Forty-one days from today, J—, you will celebrate one of the most important days of your life. You and your momma have spent hours and hours thinking about decorations and clothes and food and music. You have a beautiful dress. You’ve sent invitations to lots of people to come and rejoice and feast with you.
The point of that day will be promises — vows that you and S— will make to each other. Your life will never be the same after you make those vows. You haven’t chosen to just tell S— that you love him and would like to hang around with him. Instead you are choosing to stand before a whole bunch of people and tell S— that you are promising to give yourself to him and to love and obey and stick with him, no matter what the future holds. You are committing to be the one who will be there with him.
You’re going to promise to stick with him in good times, but also in the hard times, in times of health and times of sickness, in times of plenty and in times of want. You’re going to be there with him no matter what. You are going to enter that covenant with S—, and many of us who witness your vows will be people who have been bound to you by covenant (as your parents and as your church family) for years.
You’ve both had the privilege of growing up inside the secure hedge of covenants. Your lives have been profoundly affected by people who made promises and then chose to keep those promises.
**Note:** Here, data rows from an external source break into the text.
//! eemc entry point.

fn main() {
    if let Err(e) = eemc::cli::run_cli() {
        eprintln!("Error: {e}");
        std::process::exit(1);
    }
}
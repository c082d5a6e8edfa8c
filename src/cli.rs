//! Command-line interface (`eemc`): a thin wrapper over the four library
//! entry points.

use std::fs;
use std::path::PathBuf;

use clap::{Parser, Subcommand};

use crate::complexity::ComplexityMode;
use crate::config::{Backend, OptionBag};

#[derive(Parser)]
#[command(name = "eemc")]
#[command(about = "Source-to-source compiler for partial-charge calculation methods", long_about = None)]
#[command(version)]
pub struct Cli {
    #[command(subcommand)]
    pub command: Commands,
}

#[derive(Subcommand)]
pub enum Commands {
    /// Parse and semantically analyze a method, reporting the first error if any
    Check {
        /// Path to the method's source file
        path: PathBuf,
    },
    /// Print the method's symbolic cost formula
    Complexity {
        /// Path to the method's source file
        path: PathBuf,
        /// Print the exact polynomial rather than the dominant asymptotic term
        #[arg(long)]
        exact: bool,
    },
    /// Run a back end over the method and write its generated files
    Translate {
        /// Path to the method's source file
        path: PathBuf,
        /// Back end to target: native, latex or graph
        #[arg(long)]
        backend: Backend,
        /// Directory to write generated files into (defaults to the current directory)
        #[arg(long)]
        out: Option<PathBuf>,
        /// A `key=value` back-end option; may be repeated
        #[arg(long = "opt", value_parser = parse_opt)]
        opts: Vec<(String, String)>,
    },
}

fn parse_opt(s: &str) -> Result<(String, String), String> {
    OptionBag::from_pair(s)
}

/// Entry point for the CLI.
pub fn run_cli() -> Result<(), Box<dyn std::error::Error>> {
    let cli = Cli::parse();

    match cli.command {
        Commands::Check { path } => cmd_check(&path),
        Commands::Complexity { path, exact } => cmd_complexity(&path, exact),
        Commands::Translate { path, backend, out, opts } => cmd_translate(&path, backend, out.as_deref(), &opts),
    }
}

fn read_source(path: &std::path::Path) -> Result<String, Box<dyn std::error::Error>> {
    Ok(fs::read_to_string(path).map_err(|e| format!("cannot read '{}': {e}", path.display()))?)
}

fn render_compile_error(err: &crate::Error, source: &str) -> String {
    match err {
        crate::Error::Compile(e) => e.display_with_source(source),
        other => other.to_string(),
    }
}

fn cmd_check(path: &std::path::Path) -> Result<(), Box<dyn std::error::Error>> {
    let source = read_source(path)?;
    match crate::compile(&source) {
        Ok(_) => {
            println!("Check passed");
            Ok(())
        }
        Err(err) => Err(render_compile_error(&err, &source).into()),
    }
}

fn cmd_complexity(path: &std::path::Path, exact: bool) -> Result<(), Box<dyn std::error::Error>> {
    let source = read_source(path)?;
    let mode = if exact { ComplexityMode::Exact } else { ComplexityMode::Asymptotic };
    match crate::complexity(&source, mode) {
        Ok(formula) => {
            println!("{formula}");
            Ok(())
        }
        Err(err) => Err(render_compile_error(&err, &source).into()),
    }
}

fn cmd_translate(
    path: &std::path::Path,
    backend: Backend,
    out: Option<&std::path::Path>,
    opts: &[(String, String)],
) -> Result<(), Box<dyn std::error::Error>> {
    let source = read_source(path)?;

    let mut bag = OptionBag::new();
    for (k, v) in opts {
        bag.set(k, v);
    }
    let options = bag.into_translate_options().map_err(|e| format!("invalid --opt: {e}"))?;

    let files = crate::translate(&source, backend, &options).map_err(|err| render_compile_error(&err, &source))?;

    let out_dir = out.map(PathBuf::from).unwrap_or_else(|| PathBuf::from("."));
    fs::create_dir_all(&out_dir)?;
    for file in &files {
        let dest = out_dir.join(&file.relative_path);
        if let Some(parent) = dest.parent() {
            fs::create_dir_all(parent)?;
        }
        fs::write(&dest, &file.contents)?;
        println!("wrote {}", dest.display());
    }

    Ok(())
}

#[cfg(test)]
mod tests {
    use std::io::Write;

    use tempfile::NamedTempFile;

    use super::*;

    fn source_file(contents: &str) -> NamedTempFile {
        let mut f = NamedTempFile::new().unwrap();
        f.write_all(contents.as_bytes()).unwrap();
        f
    }

    #[test]
    fn cmd_check_succeeds_on_a_well_formed_method() {
        let f = source_file("name m\nk = 1\n");
        assert!(cmd_check(f.path()).is_ok());
    }

    #[test]
    fn cmd_check_reports_the_first_compile_error() {
        let f = source_file("name bad\nk = 0\nk = 1.5\n");
        let err = cmd_check(f.path()).unwrap_err();
        let rendered = err.to_string();
        assert!(rendered.contains("TypeError"));
        assert!(rendered.contains("k = 1.5"));
    }

    #[test]
    fn cmd_check_surfaces_an_unreadable_path_as_an_error() {
        let missing = std::path::PathBuf::from("/nonexistent/eemc-cli-test-input.method");
        assert!(cmd_check(&missing).is_err());
    }

    #[test]
    fn cmd_complexity_prints_the_asymptotic_formula_by_default() {
        let f = source_file("name m\ni is atom\nfor each j is atom:\nend\n");
        assert!(cmd_complexity(f.path(), false).is_ok());
    }

    #[test]
    fn cmd_translate_writes_every_generated_file_into_the_output_directory() {
        let f = source_file("name m\nk = 1\n");
        let out = tempfile::tempdir().unwrap();
        cmd_translate(f.path(), Backend::Native, Some(out.path()), &[]).unwrap();
        assert!(out.path().join("m.rs").exists());
        assert!(out.path().join("Cargo.toml").exists());
    }

    #[test]
    fn cmd_translate_rejects_an_unknown_opt_key_value_shape() {
        let pair = parse_opt("not_a_kv_pair");
        assert!(pair.is_err());
    }

    #[test]
    fn parse_opt_splits_on_the_first_equals_sign() {
        let (k, v) = parse_opt("format_code=false").unwrap();
        assert_eq!(k, "format_code");
        assert_eq!(v, "false");
    }
}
Encircling all those man-made covenants are God’s never-failing promises – His promise of a Messiah who will save us, and all the other promises that are part of that one big promise. Jesus was God-with-us clear to the point of suffering the punishment for sin in our place. God promised to act. He promised to be God-with-us, and He promised to never leave us. He has never forgotten that promise, and He never will forget.
That’s what our faith is built on – God’s faithfulness to His promises. Read through the Old Testament. Read Hebrews 11 and its recounting of men and women of faith who believed God, who “considered Him faithful who had promised.” Their faith was always based on believing what God said and acting on that belief.
On your wedding day, you are going to promise to be the wife who will always be with S—. In all the years that follow, you will have the opportunity to glorify God and reflect His character by being rock-solid faithful to that promise. There will be times when that promise is hard to keep, when times are tough or mistakes are painful. What you decide to do in those challenging times will determine who you become and what your marriage will be like.
In reading Timothy Keller’s The Meaning of Marriage (an excellent book!), he mentioned a magazine article that greatly influenced his life as a young pastor and husband. I tracked that article down online. It was first published in a 1983 issue of Christianity Today, and it’s called “Controlling the Unpredictable – The Power of Promises.”
Keller introduces the article (by Lewis Smedes) by quoting directly from it:
Some people ask who they are and expect their feelings to tell them. But feelings are flickering flames that face after every fitful stimulus. Some people ask who they are and expect their achievements to tell them. But the things we accomplish always leave a core of character unrevealed. Some people ask who they are and expect visions of their ideal self to tell them. But our visions can only tell us what we want to be, not what we are.
Keller then continues,
Who are we? Smedes answers that we are largely who we become through making wide promises and keeping them. For vivid confirmation, Smedes looks to the great playwright Robert Bolt, who wrote A Man for All Season, the story of Sir Thomas More, whose daughter Meg pleaded with him to break the oath he had once made and thereby save his life.
MORE: You want me to swear to the Act of Succession?
MARGARET: God more regards the thoughts of the heart than the words of the mouth. Or so you’ve always told me.
MORE: Yes.
MARGARET: Then say the words of the oath and in your heart think otherwise.
MORE: What is an oath then but words we say to God?
MARGARET: That’s very neat.
MORE: Do you mean it isn’t true?
MARGARET: No, it’s true.
MORE: Then it’s a poor argument to call it ‘neat,’ Meg. When a man takes an oath, Meg, he’s holding his own self in his own hands. Like water. And if he opens his fingers then – he needn’t hope to find himself again.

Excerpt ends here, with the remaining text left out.